Stored data

┌────────

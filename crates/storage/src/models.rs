//! Storage models.

use std::path::PathBuf;
use time::OffsetDateTime;

/// Object metadata returned by storage backends.
///
/// Used for listing operations and for status checks that should not
/// download the object itself.
#[derive(Debug, Clone, PartialEq, Eq)]
pub struct ObjectInfo {
    /// Relative path (key) from the container root
    pub path: PathBuf,
    /// Object size in bytes
    pub size: u64,
    /// Last modified timestamp
    pub modified: OffsetDateTime,
    /// Content type recorded at write time, when the backend keeps one
    pub content_type: Option<String>,
}
impl ObjectInfo {
    pub fn new(path: impl Into<PathBuf>, size: u64, modified: impl Into<OffsetDateTime>) -> Self {
        Self {
            path: path.into(),
            size,
            modified: modified.into(),
            content_type: None,
        }
    }

    pub fn with_content_type(mut self, content_type: impl Into<String>) -> Self {
        self.content_type = Some(content_type.into());
        self
    }

    /// Final component of the key, e.g. the book id in `books/{user}/{book}`.
    pub fn file_name(&self) -> Option<&str> {
        self.path.file_name().and_then(|name| name.to_str())
    }
}
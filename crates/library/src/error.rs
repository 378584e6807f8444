//! Library Error Types
//!
//! Errors raised by lower crates are wrapped into one of these kinds with
//! [`exn`], keeping the original error as the child in the tree.

use derive_more::{Display, Error};

/// A library error with automatic location tracking.
pub type Error = exn::Exn<ErrorKind>;
/// Result type alias for library operations.
pub type Result<T> = std::result::Result<T, Error>;

#[derive(Debug, Display, Error, Clone, PartialEq, Eq)]
pub enum ErrorKind {
    /// The upload is not a readable archive, or exceeds the extraction limits.
    #[display("malformed archive: {_0}")]
    MalformedArchive(#[error(not(source))] String),
    /// Object storage could not be reached or refused a write.
    #[display("storage unavailable: {_0}")]
    StorageUnavailable(#[error(not(source))] String),
    #[display("book not found: {_0}")]
    NotFound(#[error(not(source))] String),
    #[display("invalid identifier: {_0}")]
    InvalidIdentifier(#[error(not(source))] String),
    #[display("failed to render book")]
    Render,
    #[display("job store error")]
    Jobs,
    #[display("generation queue is full")]
    QueueFull,
    #[display("generation queue is shut down")]
    Shutdown,
    /// A blocking pipeline stage panicked or was cancelled.
    #[display("generation task failed")]
    Task,
}

impl ErrorKind {
    /// Returns `true` if retrying might succeed.
    pub fn is_retryable(&self) -> bool {
        matches!(self, Self::StorageUnavailable(_) | Self::Jobs | Self::QueueFull)
    }
}

#[cfg(test)]
mod tests {
    use super::*;
    use rstest::rstest;

    #[rstest]
    #[case(ErrorKind::StorageUnavailable("timeout".to_string()), true)]
    #[case(ErrorKind::QueueFull, true)]
    #[case(ErrorKind::MalformedArchive("not a zip".to_string()), false)]
    #[case(ErrorKind::NotFound("BOOK-1".to_string()), false)]
    #[case(ErrorKind::Shutdown, false)]
    fn test_retryable(#[case] kind: ErrorKind, #[case] expected: bool) {
        assert_eq!(kind.is_retryable(), expected);
    }
}
use super::{AggregationResult, BookConfig, BookId, UserId};
use crate::error::{ErrorKind, Result};
use exn::ResultExt;
use serde::{Deserialize, Serialize};
use souvenir_archive::ArchiveContent;
use time::OffsetDateTime;

/// The payload stands in for a rendered PDF and is stored as one.
pub const PAYLOAD_CONTENT_TYPE: &str = "application/pdf";
pub const METADATA_CONTENT_TYPE: &str = "application/json";

/// What is kept of the uploaded archive once it has been aggregated.
#[derive(Debug, Clone, PartialEq, Eq, Serialize, Deserialize)]
#[serde(rename_all = "camelCase")]
pub struct ArchiveSummary {
    pub name: String,
    pub size: u64,
    pub format: String,
    pub files: usize,
}
impl From<&ArchiveContent> for ArchiveSummary {
    fn from(content: &ArchiveContent) -> Self {
        Self {
            name: content.name.clone(),
            size: content.size,
            format: content.format.to_string(),
            files: content.len(),
        }
    }
}

/// The generated book, ready to be persisted.
#[derive(Debug, Clone, PartialEq, Eq)]
pub struct BookArtifact {
    pub book_id: BookId,
    pub user_id: UserId,
    pub payload: Vec<u8>,
    pub pages: u64,
    /// BLAKE3 hash of `payload`.
    pub content_hash: String,
    pub content_type: String,
    pub created_at: OffsetDateTime,
}
impl BookArtifact {
    pub fn new(book_id: BookId, user_id: UserId, payload: Vec<u8>, pages: u64, created_at: OffsetDateTime) -> Self {
        Self {
            content_hash: blake3::hash(&payload).to_string(),
            book_id,
            user_id,
            payload,
            pages,
            content_type: PAYLOAD_CONTENT_TYPE.to_string(),
            created_at,
        }
    }
}

/// Side record persisted next to every artifact.
#[derive(Debug, Clone, PartialEq, Serialize, Deserialize)]
#[serde(rename_all = "camelCase")]
pub struct BookMetadata {
    pub book_id: BookId,
    pub user_id: UserId,
    pub config: BookConfig,
    pub archive: ArchiveSummary,
    pub messages: AggregationResult,
    pub pages: u64,
    pub content_hash: String,
    pub content_type: String,
    #[serde(with = "time::serde::rfc3339")]
    pub created_at: OffsetDateTime,
}
impl BookMetadata {
    pub fn new(
        artifact: &BookArtifact,
        config: BookConfig,
        archive: ArchiveSummary,
        messages: AggregationResult,
    ) -> Self {
        Self {
            book_id: artifact.book_id.clone(),
            user_id: artifact.user_id.clone(),
            config,
            archive,
            messages,
            pages: artifact.pages,
            content_hash: artifact.content_hash.clone(),
            content_type: artifact.content_type.clone(),
            created_at: artifact.created_at,
        }
    }

    pub fn to_json(&self) -> Result<Vec<u8>> {
        serde_json::to_vec_pretty(self).or_raise(|| ErrorKind::Serialization)
    }

    pub fn from_json(bytes: &[u8]) -> Result<Self> {
        serde_json::from_slice(bytes).or_raise(|| ErrorKind::Serialization)
    }
}
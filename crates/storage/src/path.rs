//! Key validation.
//!
//! Object keys are relative paths. These functions keep keys inside the
//! container root and keep caller-supplied identifiers (user ids, book ids)
//! to exactly one path segment.

use std::path::{Component, Path, PathBuf};

use crate::error::{ErrorKind, Result};

/// Validates and normalizes an object key.
///
/// Ensures that keys don't escape the container root (no `..` traversal) and
/// don't contain null bytes. Empty keys are rejected.
///
/// # Examples
///
/// ```
/// use std::path::Path;
/// use souvenir_storage::validate_path;
/// assert!(validate_path("books/user-1/BOOK-1").is_ok());
/// assert!(validate_path("metadata/a/../b").is_ok()); // (never leaves the root)
/// assert!(validate_path("../etc/passwd").is_err());
/// assert!(validate_path("a\0b").is_err());
/// assert_eq!(
///     validate_path("books//./user-1/BOOK-1/").unwrap(),
///     Path::new("books/user-1/BOOK-1")
/// );
/// ```
pub fn validate(path: impl AsRef<Path>) -> Result<PathBuf> {
    let mut components = Vec::new();
    for component in path.as_ref().components() {
        match component {
            Component::Normal(s) => {
                // Null bytes pass through Path::components() on Unix but cause
                // truncation in C-based syscalls.
                if s.as_encoded_bytes().contains(&0) {
                    exn::bail!(ErrorKind::InvalidPath(path.as_ref().to_path_buf()));
                }
                components.push(s)
            },
            Component::CurDir | Component::RootDir => {},
            Component::Prefix(_) => exn::bail!(ErrorKind::InvalidPath(path.as_ref().to_path_buf())),
            Component::ParentDir => {
                if components.pop().is_none() {
                    exn::bail!(ErrorKind::InvalidPath(path.as_ref().to_path_buf()));
                }
            },
        }
    }
    match components.is_empty() {
        true => exn::bail!(ErrorKind::InvalidPath(path.as_ref().to_path_buf())),
        false => Ok(components.into_iter().collect()),
    }
}

/// Validates that `segment` can be used verbatim as one component of a key.
///
/// Unlike [`validate`], nothing is normalized: a segment containing a
/// separator, a `.`/`..` reference, a null byte or surrounding whitespace is
/// rejected outright, because it would map two different identifiers onto
/// the same key.
///
/// ```
/// use souvenir_storage::validate_segment;
/// assert!(validate_segment("user-42").is_ok());
/// assert!(validate_segment("BOOK-1700000000000-20231114221320").is_ok());
/// assert!(validate_segment("a/b").is_err());
/// assert!(validate_segment("..").is_err());
/// ```
pub fn validate_segment(segment: &str) -> Result<&str> {
    let invalid = segment.is_empty()
        || segment == "."
        || segment == ".."
        || segment.trim() != segment
        || segment.contains(['/', '\\', '\0']);
    if invalid {
        exn::bail!(ErrorKind::InvalidPath(PathBuf::from(segment)));
    }
    Ok(segment)
}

└────────

**Required work**
If a line above holds the string "super", return it as it stands.

**Answer section**
    use super::*;
use super::{AggregationResult, BookConfig, BookId, UserId};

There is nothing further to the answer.